The 'Affluent Worker' project was undertaken to test empirically the thesis of working class embourgeoisement. Conducted in the early 1960s, the empirical study consisted of interviews with manual workers and their wives. The original project was exploring the social and cultural influences on manual workers’ class identities. Although the researchers rejected the original embourgeoisement thesis that working class people were becoming assimilated to the middle classes, they did argue that traditional working class norms had been adapted in the post war period of prosperity. They found that in place of assimilation ‘major on-going modification in manual-non manual differences were occurring at the level of values and aspirations’ (Goldthorpe et al. 1969:26).

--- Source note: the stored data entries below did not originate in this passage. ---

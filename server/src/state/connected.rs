//! Pre-authentication state
//!
//! Every accepted connection starts here. The only thing a client can do is
//! send `Login`; the credentials are checked against the world store and the
//! session moves on to the state matching the account's role:
//! - `Role::Player` enters [`InGameState`] and gets an actor in the world
//! - `Role::Admin` enters [`AdminState`]
//!
//! Peers cannot reach a session in this state except to kick it.

use super::{kick_reason, AdminState, InGameState, StateHandler, Transition};
use crate::session::Session;
use crate::world::World;
use log::{debug, info};
use shared::{Envelope, Packet, Role, SessionId};
use std::sync::Arc;

/// Failed logins allowed before the session is closed.
pub const MAX_LOGIN_ATTEMPTS: u32 = 3;

/// Entry state of every accepted connection: waits for credentials.
pub struct ConnectedState {
    world: Arc<World>,
    session: Option<Arc<Session>>,
    failed_attempts: u32,
}

impl ConnectedState {
    /// Creates the entry state for a fresh connection
    ///
    /// Also used as the target of `Logout` from the in-game and admin states,
    /// which resets the failed-attempt counter.
    pub fn new(world: Arc<World>) -> Self {
        Self {
            world,
            session: None,
            failed_attempts: 0,
        }
    }

    /// Checks credentials and picks the next state
    ///
    /// A rejected attempt answers `LoginRejected`; the session is closed once
    /// [`MAX_LOGIN_ATTEMPTS`] attempts have failed.
    fn login(&mut self, session: &Session, name: &str, password: &str) -> Transition {
        match self.world.store().authenticate(name, password) {
            Some(role) => {
                info!("Session {} logged in as {} ({:?})", session.id(), name, role);
                session.send_as_self(Packet::LoginAccepted { role });
                let world = Arc::clone(&self.world);
                match role {
                    Role::Player => Transition::Switch(Box::new(InGameState::new(world, name))),
                    Role::Admin => Transition::Switch(Box::new(AdminState::new(world, name))),
                }
            }
            None => {
                self.failed_attempts += 1;
                debug!(
                    "Session {} failed login as {} ({} of {})",
                    session.id(),
                    name,
                    self.failed_attempts,
                    MAX_LOGIN_ATTEMPTS
                );
                session.send_as_self(Packet::LoginRejected {
                    reason: "invalid credentials".to_string(),
                });
                if self.failed_attempts >= MAX_LOGIN_ATTEMPTS {
                    Transition::Close("too many failed logins".to_string())
                } else {
                    Transition::Stay
                }
            }
        }
    }
}

impl StateHandler for ConnectedState {
    fn name(&self) -> &'static str {
        "connected"
    }

    fn bind(&mut self, session: Arc<Session>) {
        self.session = Some(session);
    }

    fn handle_message(&mut self, sender: SessionId, envelope: &Envelope) -> Transition {
        let Some(session) = self.session.clone() else {
            return Transition::Stay;
        };
        if let Some(reason) = kick_reason(session.id(), sender, &envelope.packet) {
            return Transition::Close(reason);
        }
        if sender != session.id() {
            return Transition::Stay;
        }

        match &envelope.packet {
            Packet::Login { name, password } => self.login(&session, name, password),
            _ => Transition::Stay,
        }
    }
}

The research studied the attitudes and behaviour of high-wage earners in three mass or continuous flow companies. During 1961-1962, married male workers from three Luton factories (Vauxhall, Skefco and Laporte) were interviewed at work and then at home with their wives. Additionally, a sample of middle-class, white-collar workers from the same companies were interviewed only at home. A pilot of the study was conducted in Cambridge before the main Luton study. This data collection consists of the Cambridge data and a subset of the transcribed class question administered in Luton. 


Main Topics:

Social attitudes, family life, social mobility, employment, lifestyle, education, social class.

Methodology

Data collection period

Not available

Country

England

Time dimension

Cross-sectional (one-time) study

Analysis unit

Individuals
Families/households
Subnational

Universe

Male workers from three Luton firms and their wives, 1961-1962. This data collection consists of the Cambridge data and a subset of the transcribed class question administered in Luton.

Sampling procedure

Purposive selection/case studies

Kind of data

Text

Data collection mode

Face-to-face interview

Access

Publisher

UK Data Service

Publication year

2010

Terms of data access

The Data Collection is available to UK Data Service registered users subject to the End User Licence Agreement.